This was a juggling act, but with a few online tools, it was a passable test. With my small booking system connected, I kept inviting more remarkable people to plug in. Any invited guest could select a time from their own device. With my recent 3-month podcast recording blitz, I chose to dedicate 3 hours every Wednesday. I would attend 1 Million Cups downtown, and with the podcast studio nearby, I would scoot down to get setup for back-to-back special guests and two separate episodes. I would have given myself a bit more space between the two guests and this turned into a being lot some days, but the basic structure was helpful. There were many one-off recording sessions outside these set times each week, but this consistent block made it easier to juggle and kept space to pack in more episodes along the way.

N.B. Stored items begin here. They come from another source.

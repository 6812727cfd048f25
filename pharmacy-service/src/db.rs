//! Database module for SQLite operations.
//!
//! This module provides the `Database` struct and all record store operations
//! organized into submodules by entity.

mod members;
mod migrations;
pub mod models;
mod providers;
mod search;

pub use models::{Member, NewMember, NewProvider, Provider, Record};

use rusqlite::functions::FunctionFlags;
use rusqlite::{Connection, Params};
use std::path::Path;
use std::sync::{Mutex, MutexGuard};

use crate::error::{DatabaseError, ServiceError, ServiceResult};

/// Database manager for SQLite operations
pub struct Database {
    conn: Mutex<Connection>,
}

impl Database {
    /// Open or create the database at the given path
    pub fn open(path: &Path) -> ServiceResult<Self> {
        // Ensure parent directory exists
        if let Some(parent) = path.parent() {
            std::fs::create_dir_all(parent).map_err(|e| {
                ServiceError::Database(DatabaseError::Connection(
                    rusqlite::Error::ToSqlConversionFailure(Box::new(e)),
                ))
            })?;
        }

        let conn = Connection::open(path).map_err(DatabaseError::Connection)?;

        // Enable WAL mode for better concurrency
        conn.execute_batch("PRAGMA journal_mode=WAL; PRAGMA foreign_keys=ON;")
            .map_err(DatabaseError::Query)?;

        Self::from_connection(conn)
    }

    /// Open a private in-memory database
    #[cfg(test)]
    pub fn open_in_memory() -> ServiceResult<Self> {
        let conn = Connection::open_in_memory().map_err(DatabaseError::Connection)?;
        conn.execute_batch("PRAGMA foreign_keys=ON;")
            .map_err(DatabaseError::Query)?;
        Self::from_connection(conn)
    }

    fn from_connection(conn: Connection) -> ServiceResult<Self> {
        register_functions(&conn)?;
        migrations::run_migrations(&conn)?;

        Ok(Self {
            conn: Mutex::new(conn),
        })
    }

    fn lock(&self) -> Result<MutexGuard<'_, Connection>, DatabaseError> {
        self.conn.lock().map_err(|_| DatabaseError::Poisoned)
    }
}

/// `fold_case(text)`: full Unicode lowercasing. SQLite's built-in `lower()`
/// and `NOCASE` only fold ASCII letters. Indexes and every case-insensitive
/// comparison depend on it, so it must be registered before migrations run.
fn register_functions(conn: &Connection) -> Result<(), DatabaseError> {
    conn.create_scalar_function(
        "fold_case",
        1,
        FunctionFlags::SQLITE_UTF8 | FunctionFlags::SQLITE_DETERMINISTIC,
        |ctx| {
            let value: Option<String> = ctx.get(0)?;
            Ok(value.map(|v| v.to_lowercase()))
        },
    )
    .map_err(DatabaseError::Connection)
}

/// Run a query and collect every row as a record
fn query_records<R: Record, P: Params>(
    conn: &Connection,
    sql: &str,
    params: P,
) -> ServiceResult<Vec<R>> {
    let mut stmt = conn.prepare(sql).map_err(DatabaseError::Query)?;
    let rows = stmt
        .query_map(params, R::from_row)
        .map_err(DatabaseError::Query)?;

    let mut records = Vec::new();
    for row in rows {
        records.push(row.map_err(DatabaseError::Query)?);
    }

    Ok(records)
}

/// Map a failed write to `Conflict` when a UNIQUE constraint rejected it.
pub(crate) fn map_write_error(
    error: rusqlite::Error,
    conflict: impl FnOnce() -> String,
) -> ServiceError {
    match &error {
        rusqlite::Error::SqliteFailure(failure, _)
            if failure.extended_code == rusqlite::ffi::SQLITE_CONSTRAINT_UNIQUE =>
        {
            ServiceError::conflict(conflict())
        }
        _ => DatabaseError::Query(error).into(),
    }
}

The nature of you engaged network is often the wild card when it comes to curating special guests for any podcast. I had stitched together transparent technology to leverage my own real skills, then began introducing the fun to strategically remarkable people. These forever friends and ecosystem allies were all able to translate timeless insight from all that is entrepreneurship in our connected era. I share this not to boast, but to mention the anomalies of this wild path. Also, to thank each one of my special guests who make every episode of You Don’t Need This Podcast so compelling. If your engaged network is still growing, you may need to slow down on trying to schedule guests. This brews room for better connections and reduces the slimy transactional vibes of an ask that feels one-sided. People’s time, experience, and willingness to share is valuable. Like writing a book that started many years before an author writes it, network and human capital is invaluable when it comes to naturally curating, hosting, and celebrating featured guests.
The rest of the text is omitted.